An integral part of the show is pianist Rowan Bakker who provides excellent accompaniment. One of the highlights of the show is a hilarious sequence when Roxmouth plonks himself on the stool next to him and proves that he can play a keyboard as well!

Tina Le Roux’s splendid lighting design is dramatic and perfectly suits the mood of each number.

Besides the grand piano prop, the stage is set with three stools each representing one of the three musical theatre giants. So if you aren’t quite sure who wrote the number he’s singing, look at which stool is behind him!

Moving with impressive skilfulness, he takes the music of A Little Bit in Love (Bernstein from A Wonderful Town); Love Changes Everything (Lloyd Webber from Aspects of Love) and Loving You (Sondheim from Passion), putting his own lyrics to the songs in an impressive sequence that smoothly melded from one to the other.

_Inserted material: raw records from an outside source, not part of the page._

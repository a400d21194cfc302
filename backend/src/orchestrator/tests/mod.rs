mod test_concurrent_runs;
mod test_roster_conflict;

use crate::models::{Driver, Order, Route, TrafficLevel};
use crate::store::InMemoryStore;
use chrono::{TimeZone, Utc};

/// One Low route, `orders` orders of 500 on it, `drivers` idle drivers
pub(super) fn small_fleet(orders: usize, drivers: usize) -> InMemoryStore {
    let created = Utc.with_ymd_and_hms(2025, 1, 6, 9, 0, 0).unwrap();
    let orders: Vec<Order> = (0..orders)
        .map(|i| Order::new(format!("O{i}"), 500.0, "R1", created))
        .collect();
    let drivers: Vec<Driver> = (0..drivers)
        .map(|i| Driver::new(format!("D{i}"), format!("Driver {i}"), 0.0))
        .collect();
    let routes = vec![Route::new("R1", 10.0, TrafficLevel::Low, 30.0)];
    InMemoryStore::from_models(&orders, &drivers, &routes)
}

Another well-handled medley was Anyone Can Whistle (Sondheim), Whistle Down the Wind (Lloyd Webber) and There’s a Place for Us (Bernstein).

Expect to hear well-known and much-loved numbers such as Sondheim’s Broadway Baby (from Follies) and Everything’s Coming up Roses (from Gypsy); Lloyd Webber’s Any Dream Will Do (from Joseph And The Amazing Technicolor Dreamcoat); Another Suitcase in Another Hall and You Must Love Me? (from Evita).
Perhaps less well-known are the Sondheim numbers such as Hello Little Girl (from Into the Woods); Finishing the Hat (from Sunday In The Park With George), and Let the Good Times Roll (from Dick Tracy) but as my late husband was a committed Sondheim fan, these numbers were a delight to me.

Among the quieter moments was an achingly beautiful rendition of Lloyd Webber's Tell Me on a Sunday contrasting with his rendition of Memory, sung with much power and passion.

To close the show, there was also a brilliant version of Music of the Night from The Phantom of the Opera sung with a ghost light* illuminating only one side of his face, a clever referral to the mask that the Phantom wears.

The show has one more performance tonight at Rhumbelow Durban at 20h00 (tomorrow is sold out). Tickets R180 booked through Roland on 082 499 8636.

(Right: Jonathan Roxmouth as The Phantom)

Roxmouth moves back into his leading role in The Phantom of the Opera on Friday when the company is headed for Tel Aviv for a season there.
 Lenny Andrew Steve & Me will then move to the Pieter Toerien Theatre at Montecasino in Johannesburg in September.
 Don’t miss it if it comes to a theatre near you! – Caroline Smart

*A ghost light is an exposed incandescent bulb that is activated when the theatre is closed up and dark, to provide enough light to avoid anyone bumping into set pieces, props or, worse, falling into the open orchestra pit.